// Copyright 2019-2022 ChainSafe Systems
// SPDX-License-Identifier: Apache-2.0, MIT

use fvm_shared::address::Address;
use fvm_shared::ActorID;

pub mod reward;

/// Chain time, assuming fixed 30 second epochs.
pub mod network {
    pub const EPOCH_DURATION_SECONDS: i64 = 30;
    pub const EPOCHS_IN_DAY: i64 = 24 * 60 * 60 / EPOCH_DURATION_SECONDS;
    /// 365.24 days, rounded to the second.
    pub const EPOCHS_IN_YEAR: i64 = 31_556_925 / EPOCH_DURATION_SECONDS;
}

pub use network::*;

const fn singleton(id: ActorID) -> Address {
    Address::new_id(id)
}

// Builtin collaborators the miner sends to or accepts calls from, at their fixed IDs.
pub const INIT_ACTOR_ADDR: Address = singleton(1);
pub const REWARD_ACTOR_ADDR: Address = singleton(2);
pub const STORAGE_POWER_ACTOR_ADDR: Address = singleton(4);
pub const STORAGE_MARKET_ACTOR_ADDR: Address = singleton(5);
pub const BURNT_FUNDS_ACTOR_ADDR: Address = singleton(99);
// Copyright 2019-2022 ChainSafe Systems
// SPDX-License-Identifier: Apache-2.0, MIT

//! Methods and messages of the builtin actors the miner talks to.

use fil_miner_runtime::reward::FilterEstimate;
use fil_miner_runtime::DealWeight;
use fvm_ipld_encoding::tuple::*;
use fvm_ipld_encoding::RawBytes;
use fvm_shared::bigint::bigint_ser;
use fvm_shared::clock::ChainEpoch;
use fvm_shared::deal::DealID;
use fvm_shared::econ::TokenAmount;
use fvm_shared::sector::{RegisteredSealProof, StoragePower};
use fvm_shared::MethodNum;

pub mod market {
    use super::*;

    pub const VERIFY_DEALS_FOR_ACTIVATION_METHOD: MethodNum = 5;
    pub const ACTIVATE_DEALS_METHOD: MethodNum = 6;
    pub const COMPUTE_DATA_COMMITMENT_METHOD: MethodNum = 8;

    #[derive(Debug, Clone, PartialEq, Eq, Serialize_tuple, Deserialize_tuple)]
    pub struct VerifyDealsForActivationParams {
        pub deal_ids: Vec<DealID>,
        pub sector_start: ChainEpoch,
        pub sector_expiry: ChainEpoch,
    }

    /// Space-time the deals will occupy, split by verification.
    #[derive(Debug, Clone, Default, PartialEq, Eq, Serialize_tuple, Deserialize_tuple)]
    pub struct VerifyDealsForActivationReturn {
        #[serde(with = "bigint_ser")]
        pub deal_weight: DealWeight,
        #[serde(with = "bigint_ser")]
        pub verified_deal_weight: DealWeight,
        pub deal_space: u64,
    }

    #[derive(Debug, Clone, PartialEq, Eq, Serialize_tuple, Deserialize_tuple)]
    pub struct ActivateDealsParams {
        pub deal_ids: Vec<DealID>,
        pub sector_expiry: ChainEpoch,
    }

    /// Replied to with the unsealed CID (CommD) of the deals' pieces.
    #[derive(Debug, Clone, PartialEq, Eq, Serialize_tuple, Deserialize_tuple)]
    pub struct ComputeDataCommitmentParams {
        pub deal_ids: Vec<DealID>,
        pub sector_type: RegisteredSealProof,
    }
}

pub mod power {
    use super::*;

    pub const UPDATE_CLAIMED_POWER_METHOD: MethodNum = 3;
    pub const ENROLL_CRON_EVENT_METHOD: MethodNum = 4;
    pub const UPDATE_PLEDGE_TOTAL_METHOD: MethodNum = 6;
    pub const SUBMIT_POREP_FOR_BULK_VERIFY_METHOD: MethodNum = 8;
    pub const CURRENT_TOTAL_POWER_METHOD: MethodNum = 9;

    /// Seal proofs the power actor batches for one miner in a single epoch.
    pub const MAX_MINER_PROVE_COMMITS_PER_EPOCH: usize = 200;

    #[derive(Debug, Clone, Default, PartialEq, Eq, Serialize_tuple, Deserialize_tuple)]
    pub struct CurrentTotalPowerReturn {
        #[serde(with = "bigint_ser")]
        pub raw_byte_power: StoragePower,
        #[serde(with = "bigint_ser")]
        pub quality_adj_power: StoragePower,
        pub pledge_collateral: TokenAmount,
        pub quality_adj_power_smoothed: FilterEstimate,
    }

    /// Asks for `payload` to be handed back through the miner's deferred cron method at
    /// `event_epoch`.
    #[derive(Debug, Clone, PartialEq, Eq, Serialize_tuple, Deserialize_tuple)]
    pub struct EnrollCronEventParams {
        pub event_epoch: ChainEpoch,
        pub payload: RawBytes,
    }

    #[derive(Debug, Clone, PartialEq, Eq, Serialize_tuple, Deserialize_tuple)]
    pub struct UpdateClaimedPowerParams {
        #[serde(with = "bigint_ser")]
        pub raw_byte_delta: StoragePower,
        #[serde(with = "bigint_ser")]
        pub quality_adjusted_delta: StoragePower,
    }
}

pub mod reward {
    use fvm_shared::MethodNum;

    /// Replied to with a `ThisEpochRewardReturn`.
    pub const THIS_EPOCH_REWARD_METHOD: MethodNum = 3;
}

* [WHAT IS NEEDED]: Reproduce exactly the lines above from the line with "pub mod network" to the line with "pub struct VerifyDealsForActivationReturn", including both, and add nothing.

* [ANSWER BOX]:
pub mod network {
    pub const EPOCH_DURATION_SECONDS: i64 = 30;
    pub const EPOCHS_IN_DAY: i64 = 24 * 60 * 60 / EPOCH_DURATION_SECONDS;
    /// 365.24 days, rounded to the second.
    pub const EPOCHS_IN_YEAR: i64 = 31_556_925 / EPOCH_DURATION_SECONDS;
}

pub use network::*;

const fn singleton(id: ActorID) -> Address {
    Address::new_id(id)
}

// Builtin collaborators the miner sends to or accepts calls from, at their fixed IDs.
pub const INIT_ACTOR_ADDR: Address = singleton(1);
pub const REWARD_ACTOR_ADDR: Address = singleton(2);
pub const STORAGE_POWER_ACTOR_ADDR: Address = singleton(4);
pub const STORAGE_MARKET_ACTOR_ADDR: Address = singleton(5);
pub const BURNT_FUNDS_ACTOR_ADDR: Address = singleton(99);
// Copyright 2019-2022 ChainSafe Systems
// SPDX-License-Identifier: Apache-2.0, MIT

//! Methods and messages of the builtin actors the miner talks to.

use fil_miner_runtime::reward::FilterEstimate;
use fil_miner_runtime::DealWeight;
use fvm_ipld_encoding::tuple::*;
use fvm_ipld_encoding::RawBytes;
use fvm_shared::bigint::bigint_ser;
use fvm_shared::clock::ChainEpoch;
use fvm_shared::deal::DealID;
use fvm_shared::econ::TokenAmount;
use fvm_shared::sector::{RegisteredSealProof, StoragePower};
use fvm_shared::MethodNum;

pub mod market {
    use super::*;

    pub const VERIFY_DEALS_FOR_ACTIVATION_METHOD: MethodNum = 5;
    pub const ACTIVATE_DEALS_METHOD: MethodNum = 6;
    pub const COMPUTE_DATA_COMMITMENT_METHOD: MethodNum = 8;

    #[derive(Debug, Clone, PartialEq, Eq, Serialize_tuple, Deserialize_tuple)]
    pub struct VerifyDealsForActivationParams {
        pub deal_ids: Vec<DealID>,
        pub sector_start: ChainEpoch,
        pub sector_expiry: ChainEpoch,
    }

    /// Space-time the deals will occupy, split by verification.
    #[derive(Debug, Clone, Default, PartialEq, Eq, Serialize_tuple, Deserialize_tuple)]
    pub struct VerifyDealsForActivationReturn {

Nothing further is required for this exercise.